### [Your goal]
Please print out every line of the material, unchanged.

### [Provided data]
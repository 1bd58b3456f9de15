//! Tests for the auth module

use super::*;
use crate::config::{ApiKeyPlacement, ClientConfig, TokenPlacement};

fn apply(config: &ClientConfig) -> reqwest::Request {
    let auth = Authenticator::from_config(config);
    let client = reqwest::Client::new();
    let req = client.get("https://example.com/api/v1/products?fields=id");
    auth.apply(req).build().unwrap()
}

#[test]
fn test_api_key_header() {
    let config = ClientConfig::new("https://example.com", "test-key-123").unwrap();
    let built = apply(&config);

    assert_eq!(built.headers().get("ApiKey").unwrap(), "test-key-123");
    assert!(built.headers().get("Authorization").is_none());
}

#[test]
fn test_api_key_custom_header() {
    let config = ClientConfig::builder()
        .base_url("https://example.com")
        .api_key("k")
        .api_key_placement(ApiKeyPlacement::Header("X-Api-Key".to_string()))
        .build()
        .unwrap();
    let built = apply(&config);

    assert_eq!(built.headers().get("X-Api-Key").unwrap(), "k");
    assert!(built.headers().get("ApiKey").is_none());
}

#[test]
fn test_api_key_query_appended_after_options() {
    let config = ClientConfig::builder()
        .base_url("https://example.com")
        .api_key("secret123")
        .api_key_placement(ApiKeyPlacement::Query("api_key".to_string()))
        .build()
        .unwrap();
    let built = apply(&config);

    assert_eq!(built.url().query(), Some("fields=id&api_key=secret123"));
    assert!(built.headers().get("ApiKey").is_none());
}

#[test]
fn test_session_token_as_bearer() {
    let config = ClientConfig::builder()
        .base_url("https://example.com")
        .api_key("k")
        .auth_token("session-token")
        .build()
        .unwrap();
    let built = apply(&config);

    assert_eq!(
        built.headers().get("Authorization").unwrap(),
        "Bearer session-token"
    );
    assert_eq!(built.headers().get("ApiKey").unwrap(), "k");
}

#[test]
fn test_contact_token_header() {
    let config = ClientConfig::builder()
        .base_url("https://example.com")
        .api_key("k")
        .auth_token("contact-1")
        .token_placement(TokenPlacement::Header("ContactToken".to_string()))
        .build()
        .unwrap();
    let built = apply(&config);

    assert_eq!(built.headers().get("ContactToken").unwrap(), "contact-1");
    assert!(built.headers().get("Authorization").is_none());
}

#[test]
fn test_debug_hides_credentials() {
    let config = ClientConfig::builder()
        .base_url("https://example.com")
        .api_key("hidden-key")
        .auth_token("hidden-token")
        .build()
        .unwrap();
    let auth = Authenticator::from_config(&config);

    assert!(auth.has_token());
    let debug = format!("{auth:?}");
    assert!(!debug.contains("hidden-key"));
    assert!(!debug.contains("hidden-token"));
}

### [Exercise response]
repository 1bd58b3456f9de15
//! Tests for the auth module

use super::*;
use crate::config::{ApiKeyPlacement, ClientConfig, TokenPlacement};

fn apply(config: &ClientConfig) -> reqwest::Request {
    let auth = Authenticator::from_config(config);
    let client = reqwest::Client::new();
    let req = client.get("https://example.com/api/v1/products?fields=id");
    auth.apply(req).build().unwrap()
}

#[test]
fn test_api_key_header() {
    let config = ClientConfig::new("https://example.com", "test-key-123").unwrap();
    let built = apply(&config);

    assert_eq!(built.headers().get("ApiKey").unwrap(), "test-key-123");
    assert!(built.headers().get("Authorization").is_none());
}

#[test]
fn test_api_key_custom_header() {
    let config = ClientConfig::builder()
        .base_url("https://example.com")
        .api_key("k")
        .api_key_placement(ApiKeyPlacement::Header("X-Api-Key".to_string()))
        .build()
        .unwrap();
    let built = apply(&config);

    assert_eq!(built.headers().get("X-Api-Key").unwrap(), "k");
    assert!(built.headers().get("ApiKey").is_none());
}

#[test]
fn test_api_key_query_appended_after_options() {
    let config = ClientConfig::builder()
        .base_url("https://example.com")
        .api_key("secret123")
        .api_key_placement(ApiKeyPlacement::Query("api_key".to_string()))
        .build()
        .unwrap();
    let built = apply(&config);

    assert_eq!(built.url().query(), Some("fields=id&api_key=secret123"));
    assert!(built.headers().get("ApiKey").is_none());
}

#[test]
fn test_session_token_as_bearer() {
    let config = ClientConfig::builder()
        .base_url("https://example.com")
        .api_key("k")
        .auth_token("session-token")
        .build()
        .unwrap();
    let built = apply(&config);

    assert_eq!(
        built.headers().get("Authorization").unwrap(),
        "Bearer session-token"
    );
    assert_eq!(built.headers().get("ApiKey").unwrap(), "k");
}

#[test]
fn test_contact_token_header() {
    let config = ClientConfig::builder()
        .base_url("https://example.com")
        .api_key("k")
        .auth_token("contact-1")
        .token_placement(TokenPlacement::Header("ContactToken".to_string()))
        .build()
        .unwrap();
    let built = apply(&config);

    assert_eq!(built.headers().get("ContactToken").unwrap(), "contact-1");
    assert!(built.headers().get("Authorization").is_none());
}

#[test]
fn test_debug_hides_credentials() {
    let config = ClientConfig::builder()
        .base_url("https://example.com")
        .api_key("hidden-key")
        .auth_token("hidden-token")
        .build()
        .unwrap();
    let auth = Authenticator::from_config(&config);

    assert!(auth.has_token());
    let debug = format!("{auth:?}");
    assert!(!debug.contains("hidden-key"));
    assert!(!debug.contains("hidden-token"));
}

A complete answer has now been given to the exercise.